● EXERCISE OBJECTIVE: Write out every line below with no difference at all.
EXTRACTED DATA Block Start
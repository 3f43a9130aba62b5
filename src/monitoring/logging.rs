//! Structured logging for strata.
//!
//! The registry emits `tracing` events; this module installs a subscriber
//! that prints them.

use crate::core::{Error, Result};
use serde::{Deserialize, Serialize};

/// Log level.
#[derive(Clone, Copy, Debug, PartialEq, Eq, PartialOrd, Ord, Serialize, Deserialize)]
#[serde(rename_all = "lowercase")]
pub enum LogLevel {
    /// Trace level (most verbose)
    Trace = 0,
    /// Debug level
    Debug = 1,
    /// Info level
    Info = 2,
    /// Warning level
    Warn = 3,
    /// Error level
    Error = 4,
}

impl std::fmt::Display for LogLevel {
    fn fmt(&self, f: &mut std::fmt::Formatter<'_>) -> std::fmt::Result {
        match self {
            LogLevel::Trace => write!(f, "TRACE"),
            LogLevel::Debug => write!(f, "DEBUG"),
            LogLevel::Info => write!(f, "INFO"),
            LogLevel::Warn => write!(f, "WARN"),
            LogLevel::Error => write!(f, "ERROR"),
        }
    }
}

impl From<LogLevel> for tracing::Level {
    fn from(level: LogLevel) -> Self {
        match level {
            LogLevel::Trace => tracing::Level::TRACE,
            LogLevel::Debug => tracing::Level::DEBUG,
            LogLevel::Info => tracing::Level::INFO,
            LogLevel::Warn => tracing::Level::WARN,
            LogLevel::Error => tracing::Level::ERROR,
        }
    }
}

/// Log output format.
#[derive(Clone, Copy, Debug, PartialEq, Eq, Serialize, Deserialize)]
#[serde(rename_all = "lowercase")]
pub enum LogFormat {
    /// Full text lines
    Text,
    /// Compact single-line text
    Compact,
}

/// Logging configuration.
#[derive(Clone, Debug, PartialEq, Eq, Serialize, Deserialize)]
#[serde(default)]
pub struct LoggingConfig {
    /// Minimum log level
    pub level: LogLevel,
    /// Output format
    pub format: LogFormat,
    /// ANSI colors
    pub ansi: bool,
    /// Include the event target (module path)
    pub targets: bool,
}

impl LoggingConfig {
    /// Verbose config showing every registry decision.
    pub fn verbose() -> Self {
        Self {
            level: LogLevel::Debug,
            ..Default::default()
        }
    }

    /// Parse from JSON. Missing fields take their defaults.
    pub fn from_json(json: &str) -> Result<Self> {
        Ok(serde_json::from_str(json)?)
    }
}

impl Default for LoggingConfig {
    fn default() -> Self {
        Self {
            level: LogLevel::Info,
            format: LogFormat::Text,
            ansi: true,
            targets: true,
        }
    }
}

/// Install a global `tracing` subscriber.
///
/// Fails if a global subscriber is already set.
pub fn init_logging(config: &LoggingConfig) -> Result<()> {
    let builder = tracing_subscriber::fmt()
        .with_max_level(tracing::Level::from(config.level))
        .with_ansi(config.ansi)
        .with_target(config.targets);

    let installed = match config.format {
        LogFormat::Text => builder.try_init(),
        LogFormat::Compact => builder.compact().try_init(),
    };
    installed.map_err(|e| Error::Internal(format!("failed to install subscriber: {}", e)))
}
EXTRACTED DATA Block End
● SOLUTION TO THE EXERCISE:
repository 3f43a9130aba62b5
filename src/monitoring/logging.rs
//! Structured logging for strata.
//!
//! The registry emits `tracing` events; this module installs a subscriber
//! that prints them.

use crate::core::{Error, Result};
use serde::{Deserialize, Serialize};

/// Log level.
#[derive(Clone, Copy, Debug, PartialEq, Eq, PartialOrd, Ord, Serialize, Deserialize)]
#[serde(rename_all = "lowercase")]
pub enum LogLevel {
    /// Trace level (most verbose)
    Trace = 0,
    /// Debug level
    Debug = 1,
    /// Info level
    Info = 2,
    /// Warning level
    Warn = 3,
    /// Error level
    Error = 4,
}

impl std::fmt::Display for LogLevel {
    fn fmt(&self, f: &mut std::fmt::Formatter<'_>) -> std::fmt::Result {
        match self {
            LogLevel::Trace => write!(f, "TRACE"),
            LogLevel::Debug => write!(f, "DEBUG"),
            LogLevel::Info => write!(f, "INFO"),
            LogLevel::Warn => write!(f, "WARN"),
            LogLevel::Error => write!(f, "ERROR"),
        }
    }
}

impl From<LogLevel> for tracing::Level {
    fn from(level: LogLevel) -> Self {
        match level {
            LogLevel::Trace => tracing::Level::TRACE,
            LogLevel::Debug => tracing::Level::DEBUG,
            LogLevel::Info => tracing::Level::INFO,
            LogLevel::Warn => tracing::Level::WARN,
            LogLevel::Error => tracing::Level::ERROR,
        }
    }
}

/// Log output format.
#[derive(Clone, Copy, Debug, PartialEq, Eq, Serialize, Deserialize)]
#[serde(rename_all = "lowercase")]
pub enum LogFormat {
    /// Full text lines
    Text,
    /// Compact single-line text
    Compact,
}

/// Logging configuration.
#[derive(Clone, Debug, PartialEq, Eq, Serialize, Deserialize)]
#[serde(default)]
pub struct LoggingConfig {
    /// Minimum log level
    pub level: LogLevel,
    /// Output format
    pub format: LogFormat,
    /// ANSI colors
    pub ansi: bool,
    /// Include the event target (module path)
    pub targets: bool,
}

impl LoggingConfig {
    /// Verbose config showing every registry decision.
    pub fn verbose() -> Self {
        Self {
            level: LogLevel::Debug,
            ..Default::default()
        }
    }

    /// Parse from JSON. Missing fields take their defaults.
    pub fn from_json(json: &str) -> Result<Self> {
        Ok(serde_json::from_str(json)?)
    }
}

impl Default for LoggingConfig {
    fn default() -> Self {
        Self {
            level: LogLevel::Info,
            format: LogFormat::Text,
            ansi: true,
            targets: true,
        }
    }
}

/// Install a global `tracing` subscriber.
///
/// Fails if a global subscriber is already set.
pub fn init_logging(config: &LoggingConfig) -> Result<()> {
    let builder = tracing_subscriber::fmt()
        .with_max_level(tracing::Level::from(config.level))
        .with_ansi(config.ansi)
        .with_target(config.targets);

    let installed = match config.format {
        LogFormat::Text => builder.try_init(),
        LogFormat::Compact => builder.compact().try_init(),
    };
    installed.map_err(|e| Error::Internal(format!("failed to install subscriber: {}", e)))
}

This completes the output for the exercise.